Un sistema di relazioni dialettiche già evidente fra la lunga attesa del documento e la sorpresa della sua pubblicazione. A distanza di alcuni giorni, diversi curiali non l’avevano ancora accuratamente letto, i giornalisti si sono formalmente lamentati di una presentazione arrivata troppo tardi, la recezione ecclesiale non sembra neppure avviata.

Un preambolo, due capitoli su principi e norme, i compiti della Segreteria di stato, l’elenco dei 16 dicasteri e dei loro ambiti di lavoro e poi gli articoli sugli organismi di giustizia, economici, uffici, avvocati, istituzioni collegate alla Santa Sede.

La norma transitoria chiude i 250 articoli che scandiscono il documento. Avviato nove anni fa e sottoposto a due ampie consultazioni nel 2020 è stato rivista dal Consiglio dei cardinali (il cosiddetto G9) e poi dalla Congregazione per la dottrina della fede e il pontificio consiglio per i testi legislativi.
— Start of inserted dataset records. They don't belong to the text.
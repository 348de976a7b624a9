use anyhow::{Context, Result};
use serde::{Deserialize, Serialize};
use std::path::Path;
use tracing::warn;

use crate::event::Pid;

/// Current operational state of the daemon.
#[derive(Debug, Serialize, Deserialize, PartialEq, Eq, Clone, Copy)]
#[serde(rename_all = "lowercase")]
pub enum DaemonState {
    /// The target application is not running.
    Idle,
    /// The target application is running but not full-screen.
    Tracking,
    /// The target application is streaming; the interface is held down.
    Streaming,
}

/// Runtime status written by the daemon to `<data dir>/status.toml`.
/// `awdl-guard status` reads this file to report daemon state.
#[derive(Debug, Serialize, Deserialize, Clone, PartialEq)]
pub struct DaemonStatus {
    /// Daemon binary version (set from Cargo.toml at compile time).
    pub version: String,
    /// Interface being guarded.
    pub interface: String,
    pub state: DaemonState,
    /// Pid of the tracked application, if any.
    #[serde(skip_serializing_if = "Option::is_none")]
    pub tracked_pid: Option<Pid>,
    /// RFC 3339 timestamp of the most recent state change.
    #[serde(skip_serializing_if = "Option::is_none")]
    pub last_transition: Option<String>,
    /// Most recent actuation error, cleared by the next successful one.
    #[serde(skip_serializing_if = "Option::is_none")]
    pub error: Option<String>,
}

impl DaemonStatus {
    /// Constructs the initial idle status on daemon startup.
    pub fn new(interface: &str) -> Self {
        Self {
            version: env!("CARGO_PKG_VERSION").to_string(),
            interface: interface.to_string(),
            state: DaemonState::Idle,
            tracked_pid: None,
            last_transition: None,
            error: None,
        }
    }

    /// Sets the state and stamps the transition time.
    pub fn transition(&mut self, state: DaemonState, tracked_pid: Option<Pid>) {
        self.state = state;
        self.tracked_pid = tracked_pid;
        self.last_transition = Some(chrono::Local::now().to_rfc3339());
    }
}

/// Serializes `status` to TOML and writes it to `path`.
/// Creates the parent directory if it does not exist.
/// Failures are logged; a status write never stops the daemon.
pub fn write_status(path: &Path, status: &DaemonStatus) {
    if let Some(parent) = path.parent() {
        if let Err(e) = std::fs::create_dir_all(parent) {
            warn!(dir = %parent.display(), error = %e, "failed to create status directory");
            return;
        }
    }
    match toml::to_string_pretty(status) {
        Ok(content) => {
            if let Err(e) = std::fs::write(path, content) {
                warn!(path = %path.display(), error = %e, "failed to write status file");
            }
        }
        Err(e) => warn!(error = %e, "failed to serialize status"),
    }
}

/// Reads a status file written by [`write_status`]; `None` when absent.
pub fn read_status(path: &Path) -> Result<Option<DaemonStatus>> {
    if !path.exists() {
        return Ok(None);
    }
    let content = std::fs::read_to_string(path)
        .with_context(|| format!("Failed to read status file: {}", path.display()))?;
    let status = toml::from_str(&content)
        .with_context(|| format!("Failed to parse status file: {}", path.display()))?;
    Ok(Some(status))
}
Promulgato il 19 marzo 2022 entrerà in vigore il 5 giugno.

Accenno solo ai principi di riferimento che emergono con evidenza. Anzitutto l’evangelizzazione e l’annuncio.

Il dicastero sull’evangelizzazione è il primo nella lista. La Chiesa a questo è destinata, «per annunciare il Vangelo del Figlio di Dio, Cristo Signore, e suscitare con esso in tutte le genti l’ascolto della fede». Il rinnovamento della fede passa dalla conversione missionaria chiesta a tutti e in particolare ai collaboratori del papa.

La sinodalità attraversa l’insieme degli articoli, accanto al primato della missione e della comunione. «Per la curia romana ciò significa che l’esercizio del suo servizio dev’essere sinodale» (M. Mellino). Se i primi tre dicasteri (Evangelizzazione, Dottrina della fede, servizio della carità) danno il timbro alla costituzione apostolica e la dimensione sinodale l’attraversa, ciò è frutto della grazia e della volontà della riforma dell’insieme della Chiesa, oltre che della curia. In coerenza con l’afflato di Evangelii gaudium.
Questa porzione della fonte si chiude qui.